R6 class to represent data to be used in estimating a model

Details

This class provides consistent names and interfaces to data which will be used in a supervised regression / classification model.

Public fields

label

The labels for the eventual model as a vector.

features

The matrix representation of the data to be used for model fitting.
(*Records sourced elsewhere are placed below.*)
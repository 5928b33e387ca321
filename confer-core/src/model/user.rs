use serde::{Deserialize, Serialize};
use serde_json::{Map, Value};

/// A conference participant. Fields beyond `id`, `user_id` and `role` are
/// kept in `extra` untouched.
#[derive(Debug, Clone, PartialEq, Serialize, Deserialize)]
pub struct User {
    pub id: String,
    #[serde(default)]
    pub user_id: String,
    #[serde(default)]
    pub role: String,
    #[serde(flatten)]
    pub extra: Map<String, Value>,
}

impl User {
    pub fn new(id: impl Into<String>) -> Self {
        Self {
            id: id.into(),
            user_id: String::new(),
            role: String::new(),
            extra: Map::new(),
        }
    }

    pub fn with_role(mut self, role: impl Into<String>) -> Self {
        self.role = role.into();
        self
    }
}
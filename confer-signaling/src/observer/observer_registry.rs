use crate::observer::{ObserverId, ServerEvent, SignalingChannelObserver};
use dashmap::DashMap;
use std::sync::Arc;
use tracing::debug;

/// Concurrent set of registered observers.
#[derive(Default)]
pub struct ObserverRegistry {
    observers: DashMap<ObserverId, Arc<dyn SignalingChannelObserver>>,
}

impl ObserverRegistry {
    pub fn new() -> Self {
        Self::default()
    }

    pub fn add(&self, observer: Arc<dyn SignalingChannelObserver>) -> ObserverId {
        let id = ObserverId::new();
        self.observers.insert(id, observer);
        debug!("Observer {} registered", id);
        id
    }

    pub fn remove(&self, id: &ObserverId) -> bool {
        let removed = self.observers.remove(id).is_some();
        if removed {
            debug!("Observer {} removed", id);
        }
        removed
    }

    pub fn len(&self) -> usize {
        self.observers.len()
    }

    pub fn is_empty(&self) -> bool {
        self.observers.is_empty()
    }

    /// Deliver `event` to every observer registered at the time of the call.
    pub async fn notify(&self, event: &ServerEvent) {
        // Shard locks must not be held across the awaits below.
        let observers: Vec<_> = self
            .observers
            .iter()
            .map(|entry| Arc::clone(entry.value()))
            .collect();

        for observer in observers {
            match event {
                ServerEvent::UserJoined(user) => observer.on_user_joined(user).await,
                ServerEvent::UserLeft(user) => observer.on_user_left(user).await,
                ServerEvent::StreamAdded(stream) => observer.on_stream_added(stream).await,
                ServerEvent::StreamRemoved(stream) => observer.on_stream_removed(stream).await,
                ServerEvent::StreamUpdated(stream) => observer.on_stream_updated(stream).await,
                ServerEvent::StreamError(error) => observer.on_stream_error(error).await,
                ServerEvent::CustomMessage { from, message } => {
                    observer.on_custom_message(from, message).await
                }
                ServerEvent::SignalingMessage(message) => {
                    observer.on_signaling_message(message).await
                }
                ServerEvent::ServerDisconnected => observer.on_server_disconnected().await,
            }
        }
    }
}
mod observer_id;
mod observer_registry;
mod server_event;
mod signaling_observer;

pub use observer_id::ObserverId;
pub use observer_registry::ObserverRegistry;
pub use server_event::ServerEvent;
pub use signaling_observer::SignalingChannelObserver;
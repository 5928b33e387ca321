use crate::frame::VideoFrameType;
use bytes::Bytes;
use confer_core::Result;

/// A source of raw frames for a capture pipeline, standing in for a camera.
pub trait VideoFrameGenerator: Send {
    /// Bytes in every frame returned by [`generate_next_frame`](Self::generate_next_frame).
    fn frame_size(&self) -> usize;

    fn width(&self) -> u32;

    fn height(&self) -> u32;

    /// Nominal frame rate. Generators do not pace themselves.
    fn fps(&self) -> u32;

    fn frame_type(&self) -> VideoFrameType;

    /// Produce the next frame. On success the buffer is exactly
    /// `frame_size()` bytes long and owned by the caller.
    fn generate_next_frame(&mut self) -> Result<Bytes>;
}
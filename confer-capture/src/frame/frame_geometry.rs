use serde::{Deserialize, Serialize};

/// Dimensions of an I420 frame and the byte layout derived from them.
#[derive(Debug, Clone, Copy, PartialEq, Eq, Hash, Serialize, Deserialize)]
pub struct FrameGeometry {
    pub width: u32,
    pub height: u32,
}

impl FrameGeometry {
    pub fn new(width: u32, height: u32) -> Self {
        Self { width, height }
    }

    /// Samples in the Y plane.
    pub fn luma_size(&self) -> usize {
        self.width as usize * self.height as usize
    }

    /// Samples in each of the U and V planes. Odd dimensions are truncated.
    pub fn chroma_size(&self) -> usize {
        self.luma_size() / 4
    }

    /// `w·h + 2·⌊w·h/4⌋`
    pub fn frame_size(&self) -> usize {
        self.luma_size() + 2 * self.chroma_size()
    }
}
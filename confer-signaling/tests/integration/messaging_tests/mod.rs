mod test_send_requires_connection;
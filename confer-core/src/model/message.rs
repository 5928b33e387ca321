use crate::model::stream::StreamId;
use serde::{Deserialize, Serialize};

/// A named event about a stream, e.g. `"unmix"` or `"stats"`.
#[derive(Debug, Clone, PartialEq, Eq, Serialize, Deserialize)]
pub struct StreamEvent {
    pub event: String,
    pub stream_id: StreamId,
}

/// A control action applied to a stream, e.g. `"audio-out-off"`.
#[derive(Debug, Clone, PartialEq, Eq, Serialize, Deserialize)]
pub struct ControlMessage {
    pub stream_id: StreamId,
    pub action: String,
}

/// Free-form text addressed to another participant (or `"all"`).
#[derive(Debug, Clone, PartialEq, Eq, Serialize, Deserialize)]
pub struct CustomMessage {
    pub message: String,
    pub receiver: String,
}
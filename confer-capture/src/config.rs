use crate::frame::FrameGeometry;
use confer_core::{ConferenceError, Result};
use serde::{Deserialize, Serialize};
use std::path::{Path, PathBuf};

/// Where the file-backed generator looks when nothing else is configured.
pub const DEFAULT_SOURCE_PATH: &str = "./source.yuv";

/// Settings for a [`FileFrameGenerator`](crate::FileFrameGenerator).
#[derive(Debug, Clone, PartialEq, Eq, Serialize, Deserialize)]
#[serde(default)]
pub struct CaptureConfig {
    pub source_path: PathBuf,
    pub width: u32,
    pub height: u32,
    /// Nominal rate reported to consumers; frames are not paced.
    pub fps: u32,
}

impl Default for CaptureConfig {
    fn default() -> Self {
        Self {
            source_path: PathBuf::from(DEFAULT_SOURCE_PATH),
            width: 640,
            height: 480,
            fps: 30,
        }
    }
}

impl CaptureConfig {
    pub fn from_json_str(json: &str) -> Result<Self> {
        let config: Self = serde_json::from_str(json)?;
        config.validate()?;
        Ok(config)
    }

    pub fn from_json_file(path: impl AsRef<Path>) -> Result<Self> {
        let path = path.as_ref();
        let json = std::fs::read_to_string(path)
            .map_err(|e| ConferenceError::resource_unavailable(path.display().to_string(), e))?;
        Self::from_json_str(&json)
    }

    pub fn validate(&self) -> Result<()> {
        if self.width == 0 || self.height == 0 {
            return Err(ConferenceError::InvalidConfig(format!(
                "frame dimensions must be non-zero, got {}x{}",
                self.width, self.height
            )));
        }
        Ok(())
    }

    pub fn geometry(&self) -> FrameGeometry {
        FrameGeometry::new(self.width, self.height)
    }
}
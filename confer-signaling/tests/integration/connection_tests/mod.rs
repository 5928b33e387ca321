mod test_concurrent_connect_rejected;
mod test_disconnect_edges;
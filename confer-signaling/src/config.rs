use confer_core::{ConferenceError, Result};
use serde::{Deserialize, Serialize};

/// Settings for a [`SignalingChannel`](crate::SignalingChannel).
#[derive(Debug, Clone, PartialEq, Eq, Serialize, Deserialize)]
#[serde(default)]
pub struct SignalingConfig {
    /// Capacity of the server-push queue built by `event_queue()`.
    pub event_queue_capacity: usize,
}

impl Default for SignalingConfig {
    fn default() -> Self {
        Self {
            event_queue_capacity: 256,
        }
    }
}

impl SignalingConfig {
    pub fn from_json_str(json: &str) -> Result<Self> {
        let config: Self = serde_json::from_str(json)?;
        config.validate()?;
        Ok(config)
    }

    pub fn validate(&self) -> Result<()> {
        if self.event_queue_capacity == 0 {
            return Err(ConferenceError::InvalidConfig(
                "event_queue_capacity must be greater than zero".to_owned(),
            ));
        }
        Ok(())
    }
}
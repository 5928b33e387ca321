use async_trait::async_trait;
use confer_core::User;
use serde_json::Value;

/// Listener for server-pushed events. Every method defaults to a no-op, so an
/// observer only overrides what it cares about.
#[async_trait]
pub trait SignalingChannelObserver: Send + Sync + 'static {
    async fn on_user_joined(&self, _user: &User) {}

    async fn on_user_left(&self, _user: &User) {}

    async fn on_stream_added(&self, _stream: &Value) {}

    async fn on_stream_removed(&self, _stream: &Value) {}

    async fn on_stream_updated(&self, _stream: &Value) {}

    async fn on_stream_error(&self, _error: &Value) {}

    async fn on_custom_message(&self, _from: &str, _message: &str) {}

    async fn on_signaling_message(&self, _message: &Value) {}

    /// Called after the channel has already moved to `Disconnected`.
    async fn on_server_disconnected(&self) {}
}
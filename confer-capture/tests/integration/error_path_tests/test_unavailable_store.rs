use bytes::BytesMut;
use confer_capture::{FileFrameGenerator, VideoFrameGenerator};
use confer_core::ErrorKind;

use crate::integration::{init_tracing, memory_generator};
use crate::utils::{TEST_FPS, TEST_FRAME_SIZE, TEST_HEIGHT, TEST_WIDTH, frame_pattern, yuv_store};

#[test]
fn test_missing_file_does_not_fail_construction() {
    init_tracing();

    let mut generator = FileFrameGenerator::open(
        "/nonexistent/confer/source.yuv",
        TEST_WIDTH,
        TEST_HEIGHT,
        TEST_FPS,
    );

    assert!(!generator.is_available());
    assert_eq!(generator.store_len(), None);
    assert_eq!(generator.frame_size(), TEST_FRAME_SIZE);

    for _ in 0..2 {
        let err = generator.generate_next_frame().unwrap_err();
        assert_eq!(err.kind(), ErrorKind::ResourceUnavailable);
        assert!(err.to_string().contains("/nonexistent/confer/source.yuv"));
    }
}

#[test]
fn test_dropping_unavailable_source_is_harmless() {
    init_tracing();

    let generator = FileFrameGenerator::open("/nonexistent/confer/other.yuv", 2, 2, 1);
    drop(generator);
}

#[test]
fn test_unavailable_source_leaves_caller_buffer_untouched() {
    init_tracing();

    let mut buf = BytesMut::new();
    memory_generator(yuv_store(1, 0))
        .next_frame_into(&mut buf)
        .expect("Frame failed");

    let mut missing = FileFrameGenerator::open(
        "/nonexistent/confer/source.yuv",
        TEST_WIDTH,
        TEST_HEIGHT,
        TEST_FPS,
    );
    let err = missing.next_frame_into(&mut buf).unwrap_err();

    assert_eq!(err.kind(), ErrorKind::ResourceUnavailable);
    assert_eq!(buf.as_ref(), frame_pattern(0, TEST_FRAME_SIZE).as_slice());
}
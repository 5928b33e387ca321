use crate::model::stream::StreamId;
use serde::{Deserialize, Serialize};
use serde_json::Value;

/// An SDP offer or answer on its way to the server.
#[derive(Debug, Clone, PartialEq, Serialize, Deserialize)]
pub struct SessionDescription {
    pub sdp: String,
    /// `true` when the description belongs to a publication, `false` for a
    /// subscription.
    pub is_publish: bool,
    pub options: Value,
}

impl SessionDescription {
    pub fn new(options: Value, sdp: impl Into<String>, is_publish: bool) -> Self {
        Self {
            sdp: sdp.into(),
            is_publish,
            options,
        }
    }
}

/// Server acknowledgement of a [`SessionDescription`].
#[derive(Debug, Clone, PartialEq, Serialize, Deserialize)]
pub struct SdpAck {
    pub ack: Value,
    pub stream_id: StreamId,
}
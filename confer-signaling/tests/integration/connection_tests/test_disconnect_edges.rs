use confer_core::{ConferenceError, ErrorKind};
use confer_signaling::ChannelState;

use crate::integration::{TEST_TOKEN, create_connected_channel, create_test_channel, init_tracing};
use crate::utils::{DISCONNECT, TransportCall};

#[tokio::test]
async fn test_disconnect_failure_still_tears_down() {
    init_tracing();

    let (channel, transport) = create_connected_channel().await;
    transport
        .fail_on(DISCONNECT, ConferenceError::transport("socket already closed"))
        .await;

    let err = channel.disconnect().await.unwrap_err();
    assert_eq!(err.kind(), ErrorKind::Transport);
    assert_eq!(channel.state(), ChannelState::Disconnected);
    assert_eq!(transport.calls().await.last(), Some(&TransportCall::Disconnect));
}

#[tokio::test]
async fn test_disconnect_while_disconnected_is_rejected_locally() {
    init_tracing();

    let (channel, transport) = create_test_channel();

    let err = channel.disconnect().await.unwrap_err();
    assert_eq!(err.kind(), ErrorKind::InvalidState);
    assert_eq!(transport.call_count().await, 0);
}

#[tokio::test]
async fn test_disconnect_while_connecting_wins_over_late_connect() {
    init_tracing();

    let (channel, transport) = create_test_channel();
    transport.hold_connect();

    let pending = tokio::spawn({
        let channel = channel.clone();
        async move { channel.connect(TEST_TOKEN).await }
    });

    channel
        .watch_state()
        .wait_for(|s| *s == ChannelState::Connecting)
        .await
        .expect("State channel closed");

    channel.disconnect().await.expect("Disconnect failed");
    assert_eq!(channel.state(), ChannelState::Disconnected);

    transport.release_connect();
    let err = pending.await.unwrap().unwrap_err();
    assert_eq!(err.kind(), ErrorKind::InvalidState);
    assert_eq!(channel.state(), ChannelState::Disconnected);

    // The session opened by the late connect is closed again.
    assert_eq!(
        transport.calls().await,
        vec![
            TransportCall::Connect(TEST_TOKEN.to_owned()),
            TransportCall::Disconnect,
            TransportCall::Disconnect,
        ]
    );
}
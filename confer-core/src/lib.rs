pub mod error;
pub mod model;

pub use error::{ConferenceError, ErrorKind, Result};
pub use model::*;
mod frame_geometry;
mod frame_type;

pub use frame_geometry::FrameGeometry;
pub use frame_type::VideoFrameType;
use serde::{Deserialize, Serialize};

/// Pixel layout of generated frames.
#[derive(Debug, Clone, Copy, PartialEq, Eq, Hash, Default, Serialize, Deserialize)]
pub enum VideoFrameType {
    /// YUV 4:2:0 planar: a full-resolution Y plane followed by quarter-size U
    /// and V planes.
    #[default]
    I420,
}
mod channel;
mod config;
mod observer;
mod transport;

pub use channel::*;
pub use config::*;
pub use observer::*;
pub use transport::*;
mod file_frame_generator;
mod frame_generator;

pub use file_frame_generator::FileFrameGenerator;
pub use frame_generator::VideoFrameGenerator;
Constructed using stats::model.matrix.

model_frame

The data-frame representation of the data as constructed by stats::model.frame.

split_id

The split identifiers as a vector.

num_splits

The integer number of splits in the data.

cluster

A cluster ID as a vector, constructed using the unit identifiers.

weights

The case-weights as a vector.

Methods


Method new()

Creates an R6 object to represent data to be used in a prediction model.

Usage

Model_data$new(data, label_col, ..., .weight_col = NULL)

Arguments

data

The full dataset to populate the class with.

label_col

The unquoted name of the column to use as the label in supervised learning models.

...

The unquoted names of features to use in the model.

.weight_col

The unquoted name of the column to use as case-weights in subsequent models.

Returns

A Model_data object.

Examples

library("dplyr")
df <- dplyr::tibble(
    uid = 1:100,
    x1 = rnorm(100),
    x2 = rnorm(100),
    x3 = sample(4, 100, replace = TRUE)
) %>% dplyr::mutate(
    y = x1 + x2 + x3 + rnorm(100),
    x3 = factor(x3)
)
df <- make_splits(df, uid, .num_splits = 5)
data <- Model_data$new(df, y, x1, x2, x3)


Method SL_cv_control()

A helper function to create the cross-validation options to be used by SuperLearner.

Usage

Model_data$SL_cv_control()


Method clone()

The objects of this class are cloneable with this method.

Usage

Model_data$clone(deep = FALSE)

Arguments

deep

Whether to make a deep clone.

Examples


## ------------------------------------------------
## Method `Model_data$new`
## ------------------------------------------------

library("dplyr")
#> 
#> Attaching package: ‘dplyr’
#> The following objects are masked from ‘package:stats’:
#> 
#>     filter, lag
#> The following objects are masked from ‘package:base’:
#> 
#>     intersect, setdiff, setequal, union
df <- dplyr::tibble(
    uid = 1:100,
    x1 = rnorm(100),
    x2 = rnorm(100),
    x3 = sample(4, 100, replace = TRUE)
) %>% dplyr::mutate(
    y = x1 + x2 + x3 + rnorm(100),
    x3 = factor(x3)
)
df <- make_splits(df, uid, .num_splits = 5)
data <- Model_data$new(df, y, x1, x2, x3)